use rand::Rng;
use serde::{Deserialize, Serialize};
use std::time::Duration;

use crate::config::duration_serde;

/// Retry schedule for conflicting writes
#[derive(Debug, Clone, Serialize, Deserialize)]
#[serde(default)]
pub struct RetryConfig {
    /// Retries after the first attempt
    pub max_attempts: usize,
    #[serde(with = "duration_serde")]
    pub initial_backoff: Duration,
    #[serde(with = "duration_serde")]
    pub max_backoff: Duration,
    pub backoff_multiplier: f64,
    /// Scale each delay by a random factor in [0.5, 1.0)
    pub use_jitter: bool,
}

impl Default for RetryConfig {
    fn default() -> Self {
        // Conflicts clear within a round trip, so start small
        Self {
            max_attempts: 8,
            initial_backoff: Duration::from_millis(2),
            max_backoff: Duration::from_millis(100),
            backoff_multiplier: 2.0,
            use_jitter: true,
        }
    }
}

/// Produces the delays of one retry sequence
#[derive(Debug)]
pub struct ExponentialBackoff {
    retries: usize,
    config: RetryConfig,
}

impl ExponentialBackoff {
    pub fn new(config: RetryConfig) -> Self {
        Self { retries: 0, config }
    }

    /// Delay before the next retry, or `None` once the retries are spent
    pub fn next_backoff(&mut self) -> Option<Duration> {
        if self.retries >= self.config.max_attempts {
            return None;
        }
        let exponent = self.retries as i32;
        self.retries += 1;

        let base_ms = self.config.initial_backoff.as_millis() as f64;
        let max_ms = self.config.max_backoff.as_millis() as f64;
        let delay_ms = (base_ms * self.config.backoff_multiplier.powi(exponent)).min(max_ms);

        let delay_ms = if self.config.use_jitter {
            delay_ms * rand::rng().random_range(0.5..1.0)
        } else {
            delay_ms
        };

        Some(Duration::from_millis(delay_ms as u64))
    }

    /// Retries handed out so far
    pub fn retries(&self) -> usize {
        self.retries
    }

    pub fn reset(&mut self) {
        self.retries = 0;
    }
}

[REQUIREMENT] Could you count the lines in the material above that include the word "Deserialize"? Give the count alone.

[PROBLEM SOLUTION] 2